▶ Task goal
Set out the listing word for word. End with the line that contains "cfg.service(HistoryRoute::<MockLedger>::new())".

*** Block opens ***

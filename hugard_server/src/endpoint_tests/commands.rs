use actix_web::{body::MessageBody, http::StatusCode, test, test::TestRequest, web, web::ServiceConfig, App};
use chrono::{TimeZone, Utc};
use hugard_engine::{
    db_types::{ChargeRecord, ChargeStatus, PayerTotal, SettledPayment},
    ChargeArtifacts,
    ChargeIssuerApi,
    Cents,
    NoArtifacts,
    ProviderError,
    ReportingApi,
};
use serde_json::json;

use super::{
    helpers::{member, post_command},
    mocks::{MockLedger, MockProvider},
};
use crate::{
    errors::{GENERIC_FAILURE, NOT_ALLOWED},
    member_directory::MemberDirectory,
    messages::NO_PAYMENTS_YET,
    qr_codes::QrCodeStore,
    routes::{about, ping, qr_code, HistoryRoute, MetricsRoute, PayRoute},
};

fn pay_config(ledger: MockLedger, provider: MockProvider) -> impl FnOnce(&mut ServiceConfig) {
    move |cfg| {
        let api = ChargeIssuerApi::new(ledger, provider, NoArtifacts);
        cfg.service(PayRoute::<MockLedger, MockProvider, NoArtifacts>::new())
            .app_data(web::Data::new(api))
            .app_data(web::Data::new(MemberDirectory::new()));
    }
}

fn reporting_config(ledger: MockLedger, directory: MemberDirectory) -> impl FnOnce(&mut ServiceConfig) {
    move |cfg| {
        cfg.service(HistoryRoute::<MockLedger>::new())
            .service(MetricsRoute::<MockLedger>::new())
            .app_data(web::Data::new(ReportingApi::new(ledger)))
            .app_data(web::Data::new(directory));
    }
}

fn charge_record(invoice_ref: &str, cents: i64) -> ChargeRecord {
    ChargeRecord {
        id: 1,
        payer_id: "7".into(),
        amount: Cents::from(cents),
        invoice_ref: invoice_ref.into(),
        status: ChargeStatus::New,
        created_at: Utc::now(),
    }
}

fn provider_for(invoice_ref: &'static str) -> MockProvider {
    let mut provider = MockProvider::new();
    provider.expect_create_charge().times(1).returning(move |_, _| Ok(invoice_ref.to_string()));
    provider.expect_payment_url().returning(|r| format!("https://commerce.coinbase.com/pay/{r}"));
    provider
}

#[actix_web::test]
async fn ping_pongs() {
    let _ = env_logger::try_init().ok();
    let (status, body) = post_command("/ping", json!({}), |cfg| {
        cfg.service(ping);
    })
    .await
    .expect("Request failed");
    assert_eq!(status, StatusCode::OK);
    assert!(body["message"].as_str().unwrap().starts_with("Pong! "));
    assert_eq!(body["ephemeral"], true);
}

#[actix_web::test]
async fn about_embed() {
    let (status, body) = post_command("/about", json!({}), |cfg| {
        cfg.service(about);
    })
    .await
    .expect("Request failed");
    assert_eq!(status, StatusCode::OK);
    assert_eq!(body["embed"]["title"], "Hi there, I'm Hugard");
    assert_eq!(body["embed"]["colour"], 0x9B32CD);
}

#[actix_web::test]
async fn pay_issues_a_charge() {
    let _ = env_logger::try_init().ok();
    let mut ledger = MockLedger::new();
    ledger
        .expect_create()
        .times(1)
        .withf(|c| c.payer_id == "7" && c.amount == Cents::from(500) && c.invoice_ref == "CHG1")
        .returning(|c| Ok(charge_record(&c.invoice_ref, c.amount.value())));
    let body = json!({ "member": member("7", "alice", false), "amount": "5" });
    let (status, body) =
        post_command("/pay", body, pay_config(ledger, provider_for("CHG1"))).await.expect("Request failed");
    assert_eq!(status, StatusCode::OK);
    assert_eq!(body["ephemeral"], true);
    let embed = &body["embed"];
    assert_eq!(embed["title"], "Click me or scan the QR code below!");
    assert_eq!(embed["description"], "Amount due: $5.00!");
    assert_eq!(embed["url"], "https://commerce.coinbase.com/pay/CHG1");
    assert_eq!(embed["image_url"], "/qrcodes/CHG1");
}

#[actix_web::test]
async fn pay_rounds_and_takes_absolute_value() {
    let mut ledger = MockLedger::new();
    ledger
        .expect_create()
        .withf(|c| c.amount == Cents::from(1235))
        .returning(|c| Ok(charge_record(&c.invoice_ref, c.amount.value())));
    let body = json!({ "member": member("7", "alice", false), "amount": -12.345 });
    let (status, body) =
        post_command("/pay", body, pay_config(ledger, provider_for("CHG2"))).await.expect("Request failed");
    assert_eq!(status, StatusCode::OK);
    assert_eq!(body["embed"]["description"], "Amount due: $12.35!");
}

#[actix_web::test]
async fn pay_below_minimum() {
    let mut ledger = MockLedger::new();
    ledger.expect_create().never();
    let mut provider = MockProvider::new();
    provider.expect_create_charge().never();
    let body = json!({ "member": member("7", "alice", false), "amount": "0.999" });
    let (status, body) = post_command("/pay", body, pay_config(ledger, provider)).await.expect("Request failed");
    assert_eq!(status, StatusCode::BAD_REQUEST);
    assert_eq!(body["message"], "The minimum payment is $1.00");
}

#[actix_web::test]
async fn pay_with_garbage_amount() {
    let mut provider = MockProvider::new();
    provider.expect_create_charge().never();
    let body = json!({ "member": member("7", "alice", false), "amount": "five dollars" });
    let (status, _) =
        post_command("/pay", body, pay_config(MockLedger::new(), provider)).await.expect("Request failed");
    assert_eq!(status, StatusCode::BAD_REQUEST);
}

#[actix_web::test]
async fn pay_when_provider_is_down() {
    let mut ledger = MockLedger::new();
    ledger.expect_create().never();
    let mut provider = MockProvider::new();
    provider
        .expect_create_charge()
        .returning(|_, _| Err(ProviderError::Unavailable("401 Unauthorized: invalid api key".into())));
    let body = json!({ "member": member("7", "alice", false), "amount": "10" });
    let (status, body) = post_command("/pay", body, pay_config(ledger, provider)).await.expect("Request failed");
    assert_eq!(status, StatusCode::BAD_GATEWAY);
    assert_eq!(body["message"], GENERIC_FAILURE);
}

#[actix_web::test]
async fn history_without_payments() {
    let mut ledger = MockLedger::new();
    ledger.expect_history().returning(|_| Ok(vec![]));
    let body = json!({ "member": member("7", "alice", false) });
    let (status, body) =
        post_command("/history", body, reporting_config(ledger, MemberDirectory::new())).await.expect("Request failed");
    assert_eq!(status, StatusCode::OK);
    assert_eq!(body["ephemeral"], true);
    assert_eq!(body["embed"]["description"], "You haven't made any payments yet.");
}

#[actix_web::test]
async fn history_with_payments() {
    let mut ledger = MockLedger::new();
    ledger.expect_history().withf(|id| id == "7").returning(|_| {
        Ok(vec![SettledPayment {
            amount: Cents::from(500),
            created_at: Utc.with_ymd_and_hms(2024, 5, 1, 12, 30, 0).unwrap(),
        }])
    });
    let body = json!({ "member": member("7", "alice", false) });
    let (status, body) =
        post_command("/history", body, reporting_config(ledger, MemberDirectory::new())).await.expect("Request failed");
    assert_eq!(status, StatusCode::OK);
    assert_eq!(body["embed"]["title"], "My Payment History");
    assert_eq!(body["embed"]["description"], "\nPaid $5.00 on 2024-05-01 at 12:30:00\n\nTotal Paid: $5.00");
}

#[actix_web::test]
async fn metrics_requires_permission() {
    let mut ledger = MockLedger::new();
    ledger.expect_leaderboard().never();
    ledger.expect_history().never();
    let body = json!({ "member": member("7", "alice", false) });
    let (status, body) =
        post_command("/metrics", body, reporting_config(ledger, MemberDirectory::new())).await.expect("Request failed");
    assert_eq!(status, StatusCode::FORBIDDEN);
    assert_eq!(body["message"], NOT_ALLOWED);
    assert_eq!(body["ephemeral"], true);
}

#[actix_web::test]
async fn metrics_for_the_community() {
    let mut ledger = MockLedger::new();
    ledger.expect_leaderboard().returning(|| {
        Ok(vec![
            PayerTotal { payer_id: "8".into(), total: Cents::from(2000) },
            PayerTotal { payer_id: "7".into(), total: Cents::from(500) },
        ])
    });
    let directory = MemberDirectory::new();
    directory
        .remember(&crate::data_objects::Member {
            id: "8".into(),
            display_name: "Big $pender".into(),
            can_view_audit_log: false,
        })
        .await;
    let body = json!({ "member": member("1", "owner", true), "community_name": "The Den" });
    let (status, body) =
        post_command("/metrics", body, reporting_config(ledger, directory)).await.expect("Request failed");
    assert_eq!(status, StatusCode::OK);
    assert_eq!(body["ephemeral"], false);
    assert_eq!(body["embed"]["title"], "Hugard's Incredible Statistics For The Den");
    assert_eq!(
        body["embed"]["description"],
        "\nTotal Income: $25.00\nAverage Income: $12.50\nTotal Payers: 2\nHighest Paying Member: Big pender ($20.00)"
    );
}

#[actix_web::test]
async fn metrics_without_payments() {
    let mut ledger = MockLedger::new();
    ledger.expect_leaderboard().returning(|| Ok(vec![]));
    let body = json!({ "member": member("1", "owner", true) });
    let (status, body) =
        post_command("/metrics", body, reporting_config(ledger, MemberDirectory::new())).await.expect("Request failed");
    assert_eq!(status, StatusCode::OK);
    assert_eq!(body["embed"]["description"], NO_PAYMENTS_YET);
}

#[actix_web::test]
async fn metrics_for_one_member() {
    let mut ledger = MockLedger::new();
    ledger.expect_leaderboard().never();
    ledger.expect_history().withf(|id| id == "9").returning(|_| Ok(vec![]));
    let body = json!({ "member": member("1", "owner", true), "target": member("9", "<script>", false) });
    let (status, body) =
        post_command("/metrics", body, reporting_config(ledger, MemberDirectory::new())).await.expect("Request failed");
    assert_eq!(status, StatusCode::OK);
    assert_eq!(body["embed"]["title"], "Total Paid From script");
    assert_eq!(body["embed"]["description"], "script hasn't made any payments yet.");
}

#[actix_web::test]
async fn qr_codes_are_served_until_removed() {
    let dir = tempfile::tempdir().unwrap();
    let store = QrCodeStore::new(dir.path());
    store.render("CHG1", "https://commerce.coinbase.com/pay/CHG1").await.unwrap();
    let app = test::init_service(App::new().app_data(web::Data::new(store.clone())).service(qr_code)).await;

    let req = TestRequest::get().uri("/qrcodes/CHG1").to_request();
    let res = test::call_service(&app, req).await;
    assert_eq!(res.status(), StatusCode::OK);
    assert_eq!(res.headers().get("content-type").unwrap(), "image/svg+xml");
    let body = res.into_body().try_into_bytes().unwrap();
    assert!(String::from_utf8_lossy(&body).contains("<svg"));

    store.remove("CHG1").await.unwrap();
    let req = TestRequest::get().uri("/qrcodes/CHG1").to_request();
    let res = test::call_service(&app, req).await;
    assert_eq!(res.status(), StatusCode::NOT_FOUND);
}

*** Block closes ***

▶ Solution to the problem
filename hugard_server/src/endpoint_tests/commands.rs
use actix_web::{body::MessageBody, http::StatusCode, test, test::TestRequest, web, web::ServiceConfig, App};
use chrono::{TimeZone, Utc};
use hugard_engine::{
    db_types::{ChargeRecord, ChargeStatus, PayerTotal, SettledPayment},
    ChargeArtifacts,
    ChargeIssuerApi,
    Cents,
    NoArtifacts,
    ProviderError,
    ReportingApi,
};
use serde_json::json;

use super::{
    helpers::{member, post_command},
    mocks::{MockLedger, MockProvider},
};
use crate::{
    errors::{GENERIC_FAILURE, NOT_ALLOWED},
    member_directory::MemberDirectory,
    messages::NO_PAYMENTS_YET,
    qr_codes::QrCodeStore,
    routes::{about, ping, qr_code, HistoryRoute, MetricsRoute, PayRoute},
};

fn pay_config(ledger: MockLedger, provider: MockProvider) -> impl FnOnce(&mut ServiceConfig) {
    move |cfg| {
        let api = ChargeIssuerApi::new(ledger, provider, NoArtifacts);
        cfg.service(PayRoute::<MockLedger, MockProvider, NoArtifacts>::new())
            .app_data(web::Data::new(api))
            .app_data(web::Data::new(MemberDirectory::new()));
    }
}

fn reporting_config(ledger: MockLedger, directory: MemberDirectory) -> impl FnOnce(&mut ServiceConfig) {
    move |cfg| {
        cfg.service(HistoryRoute::<MockLedger>::new())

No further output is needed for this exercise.